• WORK TO BE COMPLETED: Among the entries that follow, find every line with the word "current" and copy it.

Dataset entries
[Start of Attachment]

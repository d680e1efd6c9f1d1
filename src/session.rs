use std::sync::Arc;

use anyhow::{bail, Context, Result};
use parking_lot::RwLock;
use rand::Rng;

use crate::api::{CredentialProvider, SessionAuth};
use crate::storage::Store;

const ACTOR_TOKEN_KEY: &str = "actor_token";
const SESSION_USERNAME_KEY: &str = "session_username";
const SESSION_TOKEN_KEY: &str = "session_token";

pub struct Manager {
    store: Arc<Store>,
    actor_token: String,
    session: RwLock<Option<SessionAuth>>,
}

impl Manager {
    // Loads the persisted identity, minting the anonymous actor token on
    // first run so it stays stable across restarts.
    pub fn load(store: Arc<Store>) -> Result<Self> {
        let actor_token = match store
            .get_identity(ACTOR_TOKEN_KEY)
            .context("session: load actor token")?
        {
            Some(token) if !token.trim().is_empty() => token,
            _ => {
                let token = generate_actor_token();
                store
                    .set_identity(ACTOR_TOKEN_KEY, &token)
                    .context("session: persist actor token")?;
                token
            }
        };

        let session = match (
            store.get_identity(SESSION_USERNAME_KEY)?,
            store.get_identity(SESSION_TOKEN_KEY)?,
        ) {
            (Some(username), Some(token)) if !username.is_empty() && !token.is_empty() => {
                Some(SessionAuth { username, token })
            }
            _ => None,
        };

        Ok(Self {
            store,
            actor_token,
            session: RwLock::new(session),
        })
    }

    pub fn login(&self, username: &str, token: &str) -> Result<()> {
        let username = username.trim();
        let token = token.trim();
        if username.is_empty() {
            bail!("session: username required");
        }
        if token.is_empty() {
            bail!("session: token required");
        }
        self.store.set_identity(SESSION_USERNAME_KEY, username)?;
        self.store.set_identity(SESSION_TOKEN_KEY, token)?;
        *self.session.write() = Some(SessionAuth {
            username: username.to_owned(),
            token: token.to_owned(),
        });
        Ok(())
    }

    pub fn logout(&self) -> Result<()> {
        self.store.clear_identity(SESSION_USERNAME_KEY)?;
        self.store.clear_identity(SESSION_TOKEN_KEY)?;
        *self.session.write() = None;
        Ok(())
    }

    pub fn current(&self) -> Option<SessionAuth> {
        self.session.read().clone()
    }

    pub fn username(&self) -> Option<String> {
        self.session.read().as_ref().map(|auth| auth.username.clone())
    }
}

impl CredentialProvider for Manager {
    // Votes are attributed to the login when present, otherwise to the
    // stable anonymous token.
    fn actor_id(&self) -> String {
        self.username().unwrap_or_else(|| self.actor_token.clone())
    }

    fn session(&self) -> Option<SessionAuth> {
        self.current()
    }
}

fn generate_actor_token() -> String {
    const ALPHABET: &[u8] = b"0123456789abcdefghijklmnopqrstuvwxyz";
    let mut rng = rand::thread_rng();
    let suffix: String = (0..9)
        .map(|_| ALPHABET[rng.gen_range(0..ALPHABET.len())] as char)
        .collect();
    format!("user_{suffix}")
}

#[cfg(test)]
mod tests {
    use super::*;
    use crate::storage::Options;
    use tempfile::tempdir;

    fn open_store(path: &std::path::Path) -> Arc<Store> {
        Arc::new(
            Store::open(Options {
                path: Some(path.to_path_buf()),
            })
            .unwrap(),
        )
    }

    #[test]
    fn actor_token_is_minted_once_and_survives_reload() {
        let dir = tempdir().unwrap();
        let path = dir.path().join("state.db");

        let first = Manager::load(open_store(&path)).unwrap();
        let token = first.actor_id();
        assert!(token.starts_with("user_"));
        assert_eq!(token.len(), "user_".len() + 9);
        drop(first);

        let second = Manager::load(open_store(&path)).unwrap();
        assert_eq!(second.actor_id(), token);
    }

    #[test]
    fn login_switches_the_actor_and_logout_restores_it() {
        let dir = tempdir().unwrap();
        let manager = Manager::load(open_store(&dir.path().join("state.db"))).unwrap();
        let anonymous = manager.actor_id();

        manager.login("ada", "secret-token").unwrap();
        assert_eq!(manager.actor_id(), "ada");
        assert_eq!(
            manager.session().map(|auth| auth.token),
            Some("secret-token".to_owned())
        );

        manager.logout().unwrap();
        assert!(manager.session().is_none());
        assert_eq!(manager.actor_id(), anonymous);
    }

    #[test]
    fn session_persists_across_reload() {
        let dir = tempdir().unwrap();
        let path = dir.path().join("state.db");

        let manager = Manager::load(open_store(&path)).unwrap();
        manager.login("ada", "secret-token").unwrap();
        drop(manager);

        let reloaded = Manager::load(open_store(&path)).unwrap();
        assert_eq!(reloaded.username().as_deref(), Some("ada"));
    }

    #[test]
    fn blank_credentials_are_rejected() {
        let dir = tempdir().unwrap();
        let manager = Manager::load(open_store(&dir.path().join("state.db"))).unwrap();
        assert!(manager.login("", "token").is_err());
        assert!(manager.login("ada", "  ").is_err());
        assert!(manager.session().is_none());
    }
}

[End of Attachment]

• ANSWER TO THE EXERCISE:
    pub fn current(&self) -> Option<SessionAuth> {
        self.current()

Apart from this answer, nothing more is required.